### EXERCISE INPUT
^^^^
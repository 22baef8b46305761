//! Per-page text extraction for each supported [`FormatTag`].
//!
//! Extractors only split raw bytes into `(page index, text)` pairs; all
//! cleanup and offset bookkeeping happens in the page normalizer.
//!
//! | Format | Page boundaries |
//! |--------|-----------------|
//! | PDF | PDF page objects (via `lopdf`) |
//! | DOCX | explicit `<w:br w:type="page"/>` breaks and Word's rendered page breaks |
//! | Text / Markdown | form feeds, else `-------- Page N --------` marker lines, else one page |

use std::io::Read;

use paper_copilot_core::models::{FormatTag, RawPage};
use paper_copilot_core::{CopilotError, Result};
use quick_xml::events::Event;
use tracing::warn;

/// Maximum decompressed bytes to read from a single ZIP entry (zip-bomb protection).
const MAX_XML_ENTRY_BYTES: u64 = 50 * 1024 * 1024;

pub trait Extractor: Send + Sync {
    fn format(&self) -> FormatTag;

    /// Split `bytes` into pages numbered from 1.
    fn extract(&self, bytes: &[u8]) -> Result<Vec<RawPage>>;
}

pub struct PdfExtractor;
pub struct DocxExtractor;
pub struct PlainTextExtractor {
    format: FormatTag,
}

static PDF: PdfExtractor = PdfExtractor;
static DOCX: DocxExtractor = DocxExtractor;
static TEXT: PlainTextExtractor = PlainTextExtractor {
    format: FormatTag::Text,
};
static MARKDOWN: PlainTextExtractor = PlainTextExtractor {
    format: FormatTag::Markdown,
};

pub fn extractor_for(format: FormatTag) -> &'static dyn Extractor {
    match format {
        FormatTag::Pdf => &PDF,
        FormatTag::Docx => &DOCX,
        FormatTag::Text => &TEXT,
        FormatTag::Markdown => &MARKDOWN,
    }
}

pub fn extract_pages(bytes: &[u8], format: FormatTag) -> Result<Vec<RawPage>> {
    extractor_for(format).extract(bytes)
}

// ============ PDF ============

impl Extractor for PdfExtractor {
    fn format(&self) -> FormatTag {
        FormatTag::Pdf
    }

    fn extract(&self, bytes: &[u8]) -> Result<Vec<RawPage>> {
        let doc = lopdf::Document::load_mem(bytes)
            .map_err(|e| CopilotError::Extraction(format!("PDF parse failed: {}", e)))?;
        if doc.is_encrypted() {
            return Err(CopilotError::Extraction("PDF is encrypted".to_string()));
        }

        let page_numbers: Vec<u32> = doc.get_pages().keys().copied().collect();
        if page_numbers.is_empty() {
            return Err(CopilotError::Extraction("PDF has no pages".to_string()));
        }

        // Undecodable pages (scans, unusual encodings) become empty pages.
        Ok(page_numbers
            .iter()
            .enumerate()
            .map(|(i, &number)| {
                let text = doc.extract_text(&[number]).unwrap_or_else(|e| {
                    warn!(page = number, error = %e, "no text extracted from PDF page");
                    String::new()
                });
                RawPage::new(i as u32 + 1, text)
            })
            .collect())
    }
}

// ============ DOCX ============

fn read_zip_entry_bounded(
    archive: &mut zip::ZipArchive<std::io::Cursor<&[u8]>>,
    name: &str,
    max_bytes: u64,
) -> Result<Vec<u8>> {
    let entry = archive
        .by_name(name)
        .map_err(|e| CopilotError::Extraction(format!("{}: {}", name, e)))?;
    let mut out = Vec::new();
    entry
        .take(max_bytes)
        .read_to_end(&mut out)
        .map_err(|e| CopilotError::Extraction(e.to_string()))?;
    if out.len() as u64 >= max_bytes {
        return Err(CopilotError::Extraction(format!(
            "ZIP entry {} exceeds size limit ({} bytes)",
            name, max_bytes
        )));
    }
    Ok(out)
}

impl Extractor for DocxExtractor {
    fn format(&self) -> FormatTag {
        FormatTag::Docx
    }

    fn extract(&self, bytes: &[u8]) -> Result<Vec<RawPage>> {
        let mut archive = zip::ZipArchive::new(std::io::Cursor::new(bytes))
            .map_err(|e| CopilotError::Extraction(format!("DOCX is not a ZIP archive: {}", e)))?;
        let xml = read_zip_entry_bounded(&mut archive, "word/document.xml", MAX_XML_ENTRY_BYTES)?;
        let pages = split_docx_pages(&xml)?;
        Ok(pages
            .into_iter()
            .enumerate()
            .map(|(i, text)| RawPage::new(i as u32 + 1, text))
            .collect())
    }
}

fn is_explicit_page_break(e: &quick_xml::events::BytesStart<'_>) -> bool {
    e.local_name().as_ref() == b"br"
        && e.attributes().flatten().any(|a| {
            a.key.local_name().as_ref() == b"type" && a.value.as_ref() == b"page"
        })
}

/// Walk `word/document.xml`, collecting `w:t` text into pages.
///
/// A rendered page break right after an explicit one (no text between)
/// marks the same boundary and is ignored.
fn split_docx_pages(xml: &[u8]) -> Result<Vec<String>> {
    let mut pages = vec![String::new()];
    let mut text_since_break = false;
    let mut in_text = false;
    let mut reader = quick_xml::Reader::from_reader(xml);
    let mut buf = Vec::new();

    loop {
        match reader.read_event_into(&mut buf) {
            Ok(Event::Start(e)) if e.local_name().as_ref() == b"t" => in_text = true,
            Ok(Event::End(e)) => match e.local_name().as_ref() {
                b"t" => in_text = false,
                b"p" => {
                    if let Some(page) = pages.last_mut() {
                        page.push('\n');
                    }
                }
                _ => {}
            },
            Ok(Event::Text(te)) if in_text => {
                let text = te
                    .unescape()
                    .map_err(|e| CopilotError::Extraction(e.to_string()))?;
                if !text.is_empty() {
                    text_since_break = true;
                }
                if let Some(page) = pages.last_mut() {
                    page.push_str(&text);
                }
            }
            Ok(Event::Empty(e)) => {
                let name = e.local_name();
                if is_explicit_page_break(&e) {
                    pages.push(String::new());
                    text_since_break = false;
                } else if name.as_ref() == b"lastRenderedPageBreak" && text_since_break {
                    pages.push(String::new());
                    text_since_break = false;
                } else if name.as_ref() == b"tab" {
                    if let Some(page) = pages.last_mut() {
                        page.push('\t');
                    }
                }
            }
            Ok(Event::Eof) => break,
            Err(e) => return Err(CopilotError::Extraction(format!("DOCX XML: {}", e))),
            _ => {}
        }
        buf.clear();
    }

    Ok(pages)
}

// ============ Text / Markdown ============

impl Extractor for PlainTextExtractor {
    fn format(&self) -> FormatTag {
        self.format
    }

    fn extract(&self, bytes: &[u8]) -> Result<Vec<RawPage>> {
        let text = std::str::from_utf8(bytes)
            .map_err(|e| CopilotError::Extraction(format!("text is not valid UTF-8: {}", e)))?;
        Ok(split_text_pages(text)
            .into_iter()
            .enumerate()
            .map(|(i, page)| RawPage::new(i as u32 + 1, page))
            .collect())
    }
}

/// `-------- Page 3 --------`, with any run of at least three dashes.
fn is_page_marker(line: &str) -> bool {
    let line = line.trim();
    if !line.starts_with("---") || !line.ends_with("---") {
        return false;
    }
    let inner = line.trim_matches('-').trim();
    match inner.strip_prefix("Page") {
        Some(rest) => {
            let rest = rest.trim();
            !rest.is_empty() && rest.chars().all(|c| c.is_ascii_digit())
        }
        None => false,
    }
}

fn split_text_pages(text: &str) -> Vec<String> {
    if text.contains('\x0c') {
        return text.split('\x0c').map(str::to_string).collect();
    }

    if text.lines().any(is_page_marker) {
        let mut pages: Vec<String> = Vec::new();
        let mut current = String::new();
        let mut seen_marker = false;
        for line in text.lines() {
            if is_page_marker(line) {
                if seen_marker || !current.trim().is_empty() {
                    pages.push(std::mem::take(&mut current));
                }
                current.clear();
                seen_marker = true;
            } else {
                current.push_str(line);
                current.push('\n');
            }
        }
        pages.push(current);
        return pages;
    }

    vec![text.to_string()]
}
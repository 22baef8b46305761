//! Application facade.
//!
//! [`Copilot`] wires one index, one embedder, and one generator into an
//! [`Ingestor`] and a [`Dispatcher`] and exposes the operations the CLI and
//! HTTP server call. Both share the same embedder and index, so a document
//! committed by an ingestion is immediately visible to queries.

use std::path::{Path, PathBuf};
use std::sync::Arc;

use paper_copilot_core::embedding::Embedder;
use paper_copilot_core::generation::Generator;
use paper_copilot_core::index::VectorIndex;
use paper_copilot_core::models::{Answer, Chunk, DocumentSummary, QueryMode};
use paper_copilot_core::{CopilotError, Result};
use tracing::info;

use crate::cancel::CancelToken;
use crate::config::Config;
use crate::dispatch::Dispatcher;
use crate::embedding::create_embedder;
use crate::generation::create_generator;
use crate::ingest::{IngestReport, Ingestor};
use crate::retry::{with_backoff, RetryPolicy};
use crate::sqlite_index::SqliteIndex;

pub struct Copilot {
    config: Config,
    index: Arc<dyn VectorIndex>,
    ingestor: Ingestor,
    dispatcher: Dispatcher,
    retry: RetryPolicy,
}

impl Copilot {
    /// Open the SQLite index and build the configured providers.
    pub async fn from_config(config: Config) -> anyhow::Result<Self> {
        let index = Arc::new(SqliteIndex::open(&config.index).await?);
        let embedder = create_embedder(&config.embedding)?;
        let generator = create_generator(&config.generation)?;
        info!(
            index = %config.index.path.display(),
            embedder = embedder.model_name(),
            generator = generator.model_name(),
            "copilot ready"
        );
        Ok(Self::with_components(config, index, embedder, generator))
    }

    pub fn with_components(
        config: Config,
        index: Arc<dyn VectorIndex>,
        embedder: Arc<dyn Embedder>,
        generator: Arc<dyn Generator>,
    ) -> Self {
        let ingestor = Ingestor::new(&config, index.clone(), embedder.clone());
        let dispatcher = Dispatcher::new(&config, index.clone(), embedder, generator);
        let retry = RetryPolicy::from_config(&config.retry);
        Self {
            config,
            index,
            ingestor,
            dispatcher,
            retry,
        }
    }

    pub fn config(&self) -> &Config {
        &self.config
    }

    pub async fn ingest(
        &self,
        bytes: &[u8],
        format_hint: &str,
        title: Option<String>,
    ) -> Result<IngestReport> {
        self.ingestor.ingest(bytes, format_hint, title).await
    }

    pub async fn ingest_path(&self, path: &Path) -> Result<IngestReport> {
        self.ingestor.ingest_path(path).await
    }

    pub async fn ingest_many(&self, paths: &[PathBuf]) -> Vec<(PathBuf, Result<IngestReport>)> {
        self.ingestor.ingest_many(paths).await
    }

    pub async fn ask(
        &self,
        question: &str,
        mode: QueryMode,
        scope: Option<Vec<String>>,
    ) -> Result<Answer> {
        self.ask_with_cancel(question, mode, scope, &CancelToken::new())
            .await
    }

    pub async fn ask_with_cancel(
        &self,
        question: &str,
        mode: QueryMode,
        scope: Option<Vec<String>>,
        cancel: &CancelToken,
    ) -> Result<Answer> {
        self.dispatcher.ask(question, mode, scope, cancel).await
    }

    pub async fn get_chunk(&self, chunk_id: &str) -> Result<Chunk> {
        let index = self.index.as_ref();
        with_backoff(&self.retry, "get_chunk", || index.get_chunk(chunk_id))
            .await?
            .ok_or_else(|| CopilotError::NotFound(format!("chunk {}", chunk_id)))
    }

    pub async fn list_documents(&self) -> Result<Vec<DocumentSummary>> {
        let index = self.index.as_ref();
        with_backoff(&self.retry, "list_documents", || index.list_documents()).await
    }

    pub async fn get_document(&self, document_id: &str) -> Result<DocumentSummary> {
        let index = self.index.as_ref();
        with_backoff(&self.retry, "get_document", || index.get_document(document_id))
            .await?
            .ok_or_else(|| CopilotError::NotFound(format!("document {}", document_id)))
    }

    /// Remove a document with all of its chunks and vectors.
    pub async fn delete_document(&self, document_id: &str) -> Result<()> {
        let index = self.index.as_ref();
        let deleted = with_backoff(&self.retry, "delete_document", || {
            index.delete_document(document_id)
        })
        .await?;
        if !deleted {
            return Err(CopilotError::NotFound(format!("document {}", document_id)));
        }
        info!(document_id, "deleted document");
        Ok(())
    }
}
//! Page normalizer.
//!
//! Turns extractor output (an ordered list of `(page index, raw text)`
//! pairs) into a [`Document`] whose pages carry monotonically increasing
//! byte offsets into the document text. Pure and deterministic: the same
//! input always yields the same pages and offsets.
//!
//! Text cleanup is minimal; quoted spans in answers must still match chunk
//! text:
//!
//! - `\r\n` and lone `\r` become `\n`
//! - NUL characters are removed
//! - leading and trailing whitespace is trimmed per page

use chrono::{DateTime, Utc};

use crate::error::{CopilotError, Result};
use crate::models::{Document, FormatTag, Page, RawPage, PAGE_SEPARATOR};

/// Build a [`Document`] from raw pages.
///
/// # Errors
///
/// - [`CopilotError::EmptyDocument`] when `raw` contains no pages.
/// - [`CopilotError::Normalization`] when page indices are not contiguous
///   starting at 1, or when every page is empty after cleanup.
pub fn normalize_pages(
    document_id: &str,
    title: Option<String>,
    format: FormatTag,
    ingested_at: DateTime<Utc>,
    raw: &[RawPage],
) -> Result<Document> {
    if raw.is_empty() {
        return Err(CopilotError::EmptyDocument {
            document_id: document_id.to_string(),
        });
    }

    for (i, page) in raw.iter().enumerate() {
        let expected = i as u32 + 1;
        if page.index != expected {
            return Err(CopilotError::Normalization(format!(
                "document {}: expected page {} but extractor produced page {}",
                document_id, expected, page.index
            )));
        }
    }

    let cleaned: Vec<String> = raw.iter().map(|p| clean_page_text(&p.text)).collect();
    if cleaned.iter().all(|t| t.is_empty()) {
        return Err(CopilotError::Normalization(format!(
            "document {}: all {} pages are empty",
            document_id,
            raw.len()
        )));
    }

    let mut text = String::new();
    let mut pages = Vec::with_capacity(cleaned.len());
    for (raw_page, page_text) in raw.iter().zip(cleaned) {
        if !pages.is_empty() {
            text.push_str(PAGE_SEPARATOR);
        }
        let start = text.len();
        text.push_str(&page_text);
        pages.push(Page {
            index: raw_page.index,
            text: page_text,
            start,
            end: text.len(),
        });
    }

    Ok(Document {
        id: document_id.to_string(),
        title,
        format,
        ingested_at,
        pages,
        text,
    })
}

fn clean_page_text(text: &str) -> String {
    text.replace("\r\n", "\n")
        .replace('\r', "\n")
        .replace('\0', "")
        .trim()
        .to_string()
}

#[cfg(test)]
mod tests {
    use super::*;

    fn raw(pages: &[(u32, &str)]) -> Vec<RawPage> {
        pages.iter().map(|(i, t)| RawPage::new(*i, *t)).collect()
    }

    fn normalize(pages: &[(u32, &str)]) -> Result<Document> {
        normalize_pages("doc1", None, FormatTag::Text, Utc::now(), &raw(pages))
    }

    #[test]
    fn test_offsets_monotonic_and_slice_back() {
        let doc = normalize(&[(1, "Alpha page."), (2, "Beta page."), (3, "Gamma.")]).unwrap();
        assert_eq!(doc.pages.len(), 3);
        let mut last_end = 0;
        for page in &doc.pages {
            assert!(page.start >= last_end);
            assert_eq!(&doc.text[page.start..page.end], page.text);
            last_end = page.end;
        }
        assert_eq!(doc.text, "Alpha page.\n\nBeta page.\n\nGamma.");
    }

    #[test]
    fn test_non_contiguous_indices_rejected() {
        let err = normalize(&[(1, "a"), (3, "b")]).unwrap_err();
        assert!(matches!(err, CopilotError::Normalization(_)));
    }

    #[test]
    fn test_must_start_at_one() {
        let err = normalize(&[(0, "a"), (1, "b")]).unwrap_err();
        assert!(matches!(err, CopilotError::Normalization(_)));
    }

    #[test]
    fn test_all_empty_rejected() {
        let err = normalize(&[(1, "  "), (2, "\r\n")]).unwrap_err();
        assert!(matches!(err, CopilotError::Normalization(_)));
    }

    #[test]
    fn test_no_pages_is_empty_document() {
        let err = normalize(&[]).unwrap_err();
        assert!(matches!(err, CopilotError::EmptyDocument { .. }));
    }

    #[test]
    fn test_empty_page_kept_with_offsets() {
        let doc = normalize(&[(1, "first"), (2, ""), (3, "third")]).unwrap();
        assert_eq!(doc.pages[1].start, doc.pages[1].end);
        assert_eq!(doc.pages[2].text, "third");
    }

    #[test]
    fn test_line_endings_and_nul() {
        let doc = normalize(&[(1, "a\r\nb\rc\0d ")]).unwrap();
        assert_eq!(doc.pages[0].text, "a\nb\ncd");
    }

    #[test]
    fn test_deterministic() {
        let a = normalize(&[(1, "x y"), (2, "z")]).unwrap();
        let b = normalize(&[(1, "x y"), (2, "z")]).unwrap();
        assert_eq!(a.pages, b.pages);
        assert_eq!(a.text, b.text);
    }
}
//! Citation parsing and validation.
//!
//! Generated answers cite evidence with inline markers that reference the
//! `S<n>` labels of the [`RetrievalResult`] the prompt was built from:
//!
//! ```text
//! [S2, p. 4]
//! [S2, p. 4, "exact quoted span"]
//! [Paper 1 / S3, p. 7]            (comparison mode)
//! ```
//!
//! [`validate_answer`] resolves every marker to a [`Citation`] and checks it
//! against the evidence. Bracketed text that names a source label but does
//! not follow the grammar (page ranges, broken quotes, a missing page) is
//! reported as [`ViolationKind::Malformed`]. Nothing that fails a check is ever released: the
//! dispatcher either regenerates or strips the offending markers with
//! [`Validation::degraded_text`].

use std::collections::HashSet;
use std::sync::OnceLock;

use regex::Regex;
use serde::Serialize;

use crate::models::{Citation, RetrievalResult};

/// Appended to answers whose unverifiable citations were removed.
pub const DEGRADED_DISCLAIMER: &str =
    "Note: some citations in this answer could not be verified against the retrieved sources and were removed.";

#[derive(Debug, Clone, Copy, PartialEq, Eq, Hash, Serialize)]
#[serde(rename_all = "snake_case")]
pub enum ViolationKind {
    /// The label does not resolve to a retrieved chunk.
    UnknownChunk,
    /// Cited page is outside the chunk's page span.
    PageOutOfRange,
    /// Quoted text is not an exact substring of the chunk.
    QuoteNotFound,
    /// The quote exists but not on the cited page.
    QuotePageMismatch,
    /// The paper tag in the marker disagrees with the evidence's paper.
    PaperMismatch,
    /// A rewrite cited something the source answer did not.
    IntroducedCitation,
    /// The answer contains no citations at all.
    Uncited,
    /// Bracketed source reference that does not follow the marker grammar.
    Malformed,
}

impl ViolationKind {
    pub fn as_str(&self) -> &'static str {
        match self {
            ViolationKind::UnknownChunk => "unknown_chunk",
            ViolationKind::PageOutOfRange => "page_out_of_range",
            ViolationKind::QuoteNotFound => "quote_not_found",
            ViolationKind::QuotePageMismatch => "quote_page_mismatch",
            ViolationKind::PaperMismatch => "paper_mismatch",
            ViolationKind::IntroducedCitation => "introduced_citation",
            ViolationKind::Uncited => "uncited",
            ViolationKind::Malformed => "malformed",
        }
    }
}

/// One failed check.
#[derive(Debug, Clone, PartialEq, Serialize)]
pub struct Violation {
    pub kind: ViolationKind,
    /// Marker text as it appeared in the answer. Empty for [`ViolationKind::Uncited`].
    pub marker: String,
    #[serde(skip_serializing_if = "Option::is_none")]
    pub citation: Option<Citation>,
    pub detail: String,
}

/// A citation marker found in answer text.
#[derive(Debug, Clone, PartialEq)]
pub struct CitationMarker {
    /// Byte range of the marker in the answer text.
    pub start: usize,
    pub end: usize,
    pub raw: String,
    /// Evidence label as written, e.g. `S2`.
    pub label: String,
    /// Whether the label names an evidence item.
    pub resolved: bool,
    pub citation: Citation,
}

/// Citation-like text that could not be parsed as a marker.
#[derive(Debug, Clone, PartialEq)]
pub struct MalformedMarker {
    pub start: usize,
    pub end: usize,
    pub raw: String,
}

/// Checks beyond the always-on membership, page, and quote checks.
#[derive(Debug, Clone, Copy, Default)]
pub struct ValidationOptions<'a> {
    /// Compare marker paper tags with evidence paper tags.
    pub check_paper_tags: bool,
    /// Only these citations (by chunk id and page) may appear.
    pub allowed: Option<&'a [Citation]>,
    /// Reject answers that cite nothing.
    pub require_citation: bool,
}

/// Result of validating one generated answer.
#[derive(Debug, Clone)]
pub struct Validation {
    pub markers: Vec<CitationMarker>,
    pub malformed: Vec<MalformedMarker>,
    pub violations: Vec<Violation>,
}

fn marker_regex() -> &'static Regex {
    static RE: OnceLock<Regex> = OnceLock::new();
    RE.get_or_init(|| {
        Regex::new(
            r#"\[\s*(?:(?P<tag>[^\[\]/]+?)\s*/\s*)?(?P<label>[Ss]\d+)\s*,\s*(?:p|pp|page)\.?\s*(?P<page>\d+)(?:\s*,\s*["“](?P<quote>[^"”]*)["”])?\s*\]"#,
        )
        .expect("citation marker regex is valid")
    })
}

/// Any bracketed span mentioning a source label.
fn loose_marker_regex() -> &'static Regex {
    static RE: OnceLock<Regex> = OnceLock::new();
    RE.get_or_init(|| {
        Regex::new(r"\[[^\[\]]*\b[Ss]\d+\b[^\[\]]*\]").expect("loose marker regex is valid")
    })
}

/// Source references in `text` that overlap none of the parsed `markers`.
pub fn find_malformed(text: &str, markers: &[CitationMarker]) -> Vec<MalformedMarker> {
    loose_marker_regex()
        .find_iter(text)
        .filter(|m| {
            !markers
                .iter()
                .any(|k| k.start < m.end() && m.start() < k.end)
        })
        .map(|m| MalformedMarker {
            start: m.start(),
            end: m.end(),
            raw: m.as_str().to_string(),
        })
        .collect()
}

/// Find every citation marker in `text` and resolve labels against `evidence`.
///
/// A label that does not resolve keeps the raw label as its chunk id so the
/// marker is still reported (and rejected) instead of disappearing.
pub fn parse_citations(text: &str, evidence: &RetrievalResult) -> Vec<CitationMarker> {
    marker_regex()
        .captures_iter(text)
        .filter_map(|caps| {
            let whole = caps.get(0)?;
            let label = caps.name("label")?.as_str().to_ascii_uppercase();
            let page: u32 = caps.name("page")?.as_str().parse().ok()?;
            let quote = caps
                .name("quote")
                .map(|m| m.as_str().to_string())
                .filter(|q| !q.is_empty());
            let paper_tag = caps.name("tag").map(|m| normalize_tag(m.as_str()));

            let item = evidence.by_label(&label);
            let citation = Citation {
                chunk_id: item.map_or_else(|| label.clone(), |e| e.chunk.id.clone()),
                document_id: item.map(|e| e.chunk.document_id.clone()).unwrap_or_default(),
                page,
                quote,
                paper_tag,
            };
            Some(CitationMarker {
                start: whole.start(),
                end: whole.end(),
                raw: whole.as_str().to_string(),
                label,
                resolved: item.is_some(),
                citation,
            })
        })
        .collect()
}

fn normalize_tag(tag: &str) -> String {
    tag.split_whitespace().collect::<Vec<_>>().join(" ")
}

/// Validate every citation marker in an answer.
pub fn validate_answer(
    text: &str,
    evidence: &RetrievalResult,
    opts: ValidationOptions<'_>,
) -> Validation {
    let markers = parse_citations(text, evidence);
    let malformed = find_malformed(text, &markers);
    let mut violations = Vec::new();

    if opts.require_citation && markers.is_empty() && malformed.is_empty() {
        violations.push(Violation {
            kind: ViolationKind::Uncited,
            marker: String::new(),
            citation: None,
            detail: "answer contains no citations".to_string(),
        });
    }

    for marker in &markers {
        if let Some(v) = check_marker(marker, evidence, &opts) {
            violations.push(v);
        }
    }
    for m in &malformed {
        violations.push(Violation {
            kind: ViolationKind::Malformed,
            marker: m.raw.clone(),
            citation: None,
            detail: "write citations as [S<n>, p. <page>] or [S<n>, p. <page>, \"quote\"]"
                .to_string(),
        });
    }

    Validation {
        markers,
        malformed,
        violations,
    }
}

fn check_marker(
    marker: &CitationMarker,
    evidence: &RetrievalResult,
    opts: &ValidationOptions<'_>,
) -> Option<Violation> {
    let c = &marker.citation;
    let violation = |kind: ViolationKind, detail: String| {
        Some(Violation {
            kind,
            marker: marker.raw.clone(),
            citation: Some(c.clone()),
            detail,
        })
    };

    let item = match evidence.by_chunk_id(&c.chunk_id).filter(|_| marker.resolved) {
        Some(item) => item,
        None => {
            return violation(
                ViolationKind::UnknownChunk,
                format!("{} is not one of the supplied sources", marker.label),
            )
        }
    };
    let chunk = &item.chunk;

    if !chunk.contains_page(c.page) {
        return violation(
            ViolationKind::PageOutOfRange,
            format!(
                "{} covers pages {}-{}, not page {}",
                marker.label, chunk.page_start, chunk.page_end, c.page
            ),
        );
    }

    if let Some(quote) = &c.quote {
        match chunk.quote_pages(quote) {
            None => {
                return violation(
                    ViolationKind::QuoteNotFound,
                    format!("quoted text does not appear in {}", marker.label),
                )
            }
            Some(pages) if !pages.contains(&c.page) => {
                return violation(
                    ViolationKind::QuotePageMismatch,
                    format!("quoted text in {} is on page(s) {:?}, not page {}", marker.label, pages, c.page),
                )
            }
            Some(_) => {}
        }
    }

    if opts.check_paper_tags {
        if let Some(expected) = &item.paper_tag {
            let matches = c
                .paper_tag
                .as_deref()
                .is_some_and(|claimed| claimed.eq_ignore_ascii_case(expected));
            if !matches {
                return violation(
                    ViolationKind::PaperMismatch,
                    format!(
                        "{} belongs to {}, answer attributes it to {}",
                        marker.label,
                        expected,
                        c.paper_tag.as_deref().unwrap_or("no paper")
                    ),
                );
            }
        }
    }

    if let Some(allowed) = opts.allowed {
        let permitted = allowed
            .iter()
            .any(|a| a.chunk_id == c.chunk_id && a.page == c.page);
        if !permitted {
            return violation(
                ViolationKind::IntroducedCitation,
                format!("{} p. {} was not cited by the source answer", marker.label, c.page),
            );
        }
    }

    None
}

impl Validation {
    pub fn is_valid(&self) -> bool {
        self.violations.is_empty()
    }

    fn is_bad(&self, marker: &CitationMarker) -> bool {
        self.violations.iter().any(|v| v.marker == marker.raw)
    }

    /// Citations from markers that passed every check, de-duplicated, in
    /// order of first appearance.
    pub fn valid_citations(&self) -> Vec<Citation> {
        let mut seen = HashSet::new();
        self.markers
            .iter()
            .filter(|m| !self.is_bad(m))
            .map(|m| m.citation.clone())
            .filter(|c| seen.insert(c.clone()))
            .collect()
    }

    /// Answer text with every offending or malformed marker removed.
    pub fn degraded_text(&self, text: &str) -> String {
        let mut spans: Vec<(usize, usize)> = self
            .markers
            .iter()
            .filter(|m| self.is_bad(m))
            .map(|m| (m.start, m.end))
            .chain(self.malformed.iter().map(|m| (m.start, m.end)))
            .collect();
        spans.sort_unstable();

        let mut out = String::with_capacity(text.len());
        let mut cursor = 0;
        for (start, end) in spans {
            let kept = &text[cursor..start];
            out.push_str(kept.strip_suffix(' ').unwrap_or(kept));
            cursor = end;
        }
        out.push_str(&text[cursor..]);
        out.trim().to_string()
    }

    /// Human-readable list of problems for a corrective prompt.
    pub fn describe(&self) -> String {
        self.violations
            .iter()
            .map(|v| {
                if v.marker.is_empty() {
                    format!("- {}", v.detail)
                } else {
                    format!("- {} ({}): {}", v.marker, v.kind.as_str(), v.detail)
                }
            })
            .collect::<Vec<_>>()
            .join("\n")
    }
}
^^^^
### WORK INSTRUCTION
Of the lines above, retype only those from the line containing "pub struct MalformedMarker" through the line containing "Source references in", including both, exactly.

### OUTPUT FOR THIS EXERCISE
pub struct MalformedMarker {
    pub start: usize,
    pub end: usize,
    pub raw: String,
}

/// Checks beyond the always-on membership, page, and quote checks.
#[derive(Debug, Clone, Copy, Default)]
pub struct ValidationOptions<'a> {
    /// Compare marker paper tags with evidence paper tags.
    pub check_paper_tags: bool,
    /// Only these citations (by chunk id and page) may appear.
    pub allowed: Option<&'a [Citation]>,
    /// Reject answers that cite nothing.
    pub require_citation: bool,
}

/// Result of validating one generated answer.
#[derive(Debug, Clone)]
pub struct Validation {
    pub markers: Vec<CitationMarker>,
    pub malformed: Vec<MalformedMarker>,
    pub violations: Vec<Violation>,
}

fn marker_regex() -> &'static Regex {
    static RE: OnceLock<Regex> = OnceLock::new();
    RE.get_or_init(|| {
        Regex::new(
            r#"\[\s*(?:(?P<tag>[^\[\]/]+?)\s*/\s*)?(?P<label>[Ss]\d+)\s*,\s*(?:p|pp|page)\.?\s*(?P<page>\d+)(?:\s*,\s*["“](?P<quote>[^"”]*)["”])?\s*\]"#,
        )
        .expect("citation marker regex is valid")
    })
}

/// Any bracketed span mentioning a source label.
fn loose_marker_regex() -> &'static Regex {
    static RE: OnceLock<Regex> = OnceLock::new();
    RE.get_or_init(|| {
        Regex::new(r"\[[^\[\]]*\b[Ss]\d+\b[^\[\]]*\]").expect("loose marker regex is valid")
    })
}

/// Source references in `text` that overlap none of the parsed `markers`.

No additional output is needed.